▶ YOUR OBJECTIVE
If a line in the entries below contains "registration", copy it.

▶ INFORMATION
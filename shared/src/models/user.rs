//! User Model

use serde::{Deserialize, Serialize};

/// Account role. Determines which operations an actor may perform.
#[derive(Debug, Clone, Copy, PartialEq, Eq, Serialize, Deserialize)]
#[serde(rename_all = "lowercase")]
#[cfg_attr(feature = "db", derive(sqlx::Type))]
#[cfg_attr(feature = "db", sqlx(rename_all = "lowercase"))]
pub enum UserRole {
    Customer,
    Restaurant,
    Admin,
}

impl UserRole {
    pub fn as_str(&self) -> &'static str {
        match self {
            UserRole::Customer => "customer",
            UserRole::Restaurant => "restaurant",
            UserRole::Admin => "admin",
        }
    }
}

impl std::fmt::Display for UserRole {
    fn fmt(&self, f: &mut std::fmt::Formatter<'_>) -> std::fmt::Result {
        f.write_str(self.as_str())
    }
}

/// User entity
///
/// `balance` is authoritative for customers only. A restaurant owner's
/// user-facing balance resolves via the owned restaurant row; admins hold no
/// money themselves (the treasury does).
#[derive(Debug, Clone, Serialize, Deserialize)]
#[cfg_attr(feature = "db", derive(sqlx::FromRow))]
pub struct User {
    pub id: i64,
    pub email: String,
    #[serde(skip_serializing)]
    pub password_hash: String,
    pub role: UserRole,
    pub first_name: String,
    pub last_name: String,
    pub location: String,
    pub postal_code: String,
    pub balance: f64,
    pub created_at: i64,
}

/// Create user payload (internal; HTTP registration DTO lives in the API layer)
#[derive(Debug, Clone, Serialize, Deserialize)]
pub struct UserCreate {
    pub email: String,
    pub password_hash: String,
    pub role: UserRole,
    pub first_name: String,
    pub last_name: String,
    pub location: String,
    pub postal_code: String,
}

/// Balance view returned by the accounts API.
///
/// For restaurant owners `balance` is the owned restaurant's balance; for
/// admins it is the treasury's running earnings.
#[derive(Debug, Clone, Serialize, Deserialize)]
pub struct BalanceView {
    pub user_id: i64,
    pub role: UserRole,
    pub balance: f64,
}
//! Actor identity
//!
//! Session/cookie and token plumbing live outside this service; requests
//! arrive with an `x-user-id` header set by the edge. The extractor resolves
//! it against the account table so handlers always see a live [`CurrentUser`]
//! with its role. Passwords are argon2-hashed at registration.

mod extractor;
mod password;

pub use extractor::CurrentUser;
pub use password::hash_password;

use shared::models::UserRole;

impl CurrentUser {
    /// Fail with the given message unless the actor has `role`.
    pub fn require_role(&self, role: UserRole, action: &str) -> Result<(), crate::utils::AppError> {
        if self.user.role != role {
            return Err(crate::utils::AppError::forbidden(format!(
                "{action} requires a {role} account"
            )));
        }
        Ok(())
    }
}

▶ REPLY TO THE TASK
/// Create user payload (internal; HTTP registration DTO lives in the API layer)
//! with its role. Passwords are argon2-hashed at registration.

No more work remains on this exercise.